use serde::Deserialize;
use serde_json::{json, Value};

use crate::error::{ConvertError, Result};
use crate::model::{Affected, Package, Reference, ReferenceType, Severity, Vulnerability};
use crate::normalize::{EcosystemTable, EventSequenceBuilder, GhsaRangeParser, RangeParser, SourceFormat};

use super::{ConvertContext, Record};

/// Converts GitHub Security Advisory nodes, as returned by the GraphQL
/// `securityAdvisories` query.
pub struct GhsaConverter {
    ecosystems: EcosystemTable,
}

#[derive(Deserialize)]
#[serde(rename_all = "camelCase")]
struct GhsaAdvisory {
    ghsa_id: String,
    #[serde(default)]
    identifiers: Vec<Identifier>,
    #[serde(default)]
    references: Vec<UrlReference>,
    description: Option<String>,
    summary: Option<String>,
    cvss: Option<Value>,
    cwes: Option<Nodes<Value>>,
    permalink: Option<String>,
    published_at: Option<String>,
    updated_at: Option<String>,
    withdrawn_at: Option<String>,
    vulnerabilities: Option<Nodes<GhsaVulnerability>>,
}

#[derive(Deserialize)]
struct Identifier {
    value: String,
}

#[derive(Deserialize)]
struct UrlReference {
    url: String,
}

#[derive(Deserialize)]
struct Nodes<T> {
    #[serde(default = "Vec::new")]
    nodes: Vec<T>,
}

#[derive(Deserialize)]
#[serde(rename_all = "camelCase")]
struct GhsaVulnerability {
    package: GhsaPackage,
    first_patched_version: Option<PatchedVersion>,
    vulnerable_version_range: String,
}

#[derive(Deserialize)]
struct GhsaPackage {
    ecosystem: String,
    name: String,
}

#[derive(Deserialize)]
struct PatchedVersion {
    identifier: String,
}

impl GhsaVulnerability {
    fn first_patched(&self) -> Option<&str> {
        self.first_patched_version
            .as_ref()
            .map(|p| p.identifier.as_str())
            .filter(|v| !v.is_empty())
    }
}

fn reference_type(url: &str) -> ReferenceType {
    if url.contains("github.com/advisories/") || url.contains("nvd.nist.gov/vuln/detail/") {
        ReferenceType::Advisory
    } else {
        ReferenceType::Web
    }
}

impl GhsaConverter {
    pub fn new(ecosystems: EcosystemTable) -> Self {
        Self { ecosystems }
    }

    fn convert_value(&self, value: Value, ctx: &ConvertContext<'_>) -> Record {
        let id = value
            .get("ghsaId")
            .and_then(Value::as_str)
            .unwrap_or("<unknown>")
            .to_string();

        let advisory: GhsaAdvisory = match serde_json::from_value(value) {
            Ok(advisory) => advisory,
            Err(e) => return Record::failed(id, e.into()),
        };

        let fingerprint = advisory.updated_at.clone();
        ctx.record(SourceFormat::Ghsa, id, fingerprint, || {
            self.convert_advisory(&advisory)
        })
    }

    fn convert_advisory(&self, advisory: &GhsaAdvisory) -> Result<Vulnerability> {
        let mut vuln = Vulnerability::new(&advisory.ghsa_id);

        vuln.aliases = advisory
            .identifiers
            .iter()
            .map(|i| i.value.clone())
            .filter(|v| *v != advisory.ghsa_id)
            .collect();
        vuln.published = advisory.published_at.clone();
        vuln.modified = advisory.updated_at.clone();
        vuln.withdrawn = advisory.withdrawn_at.clone().filter(|w| !w.is_empty());
        vuln.summary = advisory.summary.clone();
        vuln.details = advisory.description.clone();
        vuln.references = advisory
            .references
            .iter()
            .map(|r| Reference::new(reference_type(&r.url), &r.url))
            .collect();

        if let Some(severity) = advisory
            .cvss
            .as_ref()
            .and_then(|c| c.get("vectorString"))
            .and_then(Value::as_str)
            .and_then(Severity::from_vector)
        {
            vuln.severity.push(severity);
        }

        vuln.affected = self.affected(advisory)?;
        Ok(vuln)
    }

    /// One `affected` entry per (ecosystem, package), with every vulnerable
    /// range of that package merged into a single OSV range.
    fn affected(&self, advisory: &GhsaAdvisory) -> Result<Vec<Affected>> {
        let nodes = advisory
            .vulnerabilities
            .as_ref()
            .map(|v| v.nodes.as_slice())
            .unwrap_or_default();

        let mut groups: Vec<(String, &str, Vec<&GhsaVulnerability>)> = Vec::new();
        for node in nodes {
            let ecosystem = self.ecosystems.ghsa_ecosystem(&node.package.ecosystem)?;
            let name = node.package.name.as_str();
            match groups
                .iter_mut()
                .find(|(e, n, _)| e == ecosystem && *n == name)
            {
                Some((_, _, members)) => members.push(node),
                None => groups.push((ecosystem.to_string(), name, vec![node])),
            }
        }

        let database_specific = json!({
            "ghsa": advisory.permalink,
            "cvss": advisory.cvss.clone().unwrap_or_else(|| json!({})),
            "cwes": advisory.cwes.as_ref().map(|c| c.nodes.clone()).unwrap_or_default(),
        });

        let mut affected = Vec::with_capacity(groups.len());
        for (ecosystem, name, members) in groups {
            let mut builder = EventSequenceBuilder::new(self.ecosystems.range_type(&ecosystem));
            for member in members {
                let spec = GhsaRangeParser.parse(member.vulnerable_version_range.as_str())?;
                builder.push(&spec, member.first_patched())?;
            }
            let normalized = builder.finish();

            let mut entry = Affected::new(Package::new(ecosystem, name));
            entry.ranges.extend(normalized.range);
            entry.versions = normalized.versions;
            entry.database_specific = Some(database_specific.clone());
            affected.push(entry);
        }

        Ok(affected)
    }
}

impl super::Converter for GhsaConverter {
    fn name(&self) -> &'static str {
        "GitHub Security Advisories"
    }

    fn format(&self) -> SourceFormat {
        SourceFormat::Ghsa
    }

    /// Accepts a single advisory node or an array of them.
    fn convert_str(&self, content: &str, ctx: &ConvertContext<'_>) -> Result<Vec<Record>> {
        let document: Value = serde_json::from_str(content)?;
        let values = match document {
            Value::Array(values) => values,
            Value::Object(_) => vec![document],
            _ => {
                return Err(ConvertError::Structural(
                    "expected a GHSA advisory object or array".to_string(),
                ))
            }
        };

        Ok(values
            .into_iter()
            .map(|value| self.convert_value(value, ctx))
            .collect())
    }
}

▸ **Work instruction**
Scan the records above for the word "entry". Show each line in which it appears.

▸ **Result for this task**
    /// One `affected` entry per (ecosystem, package), with every vulnerable
            let mut entry = Affected::new(Package::new(ecosystem, name));
            entry.ranges.extend(normalized.range);
            entry.versions = normalized.versions;
            entry.database_specific = Some(database_specific.clone());
            affected.push(entry);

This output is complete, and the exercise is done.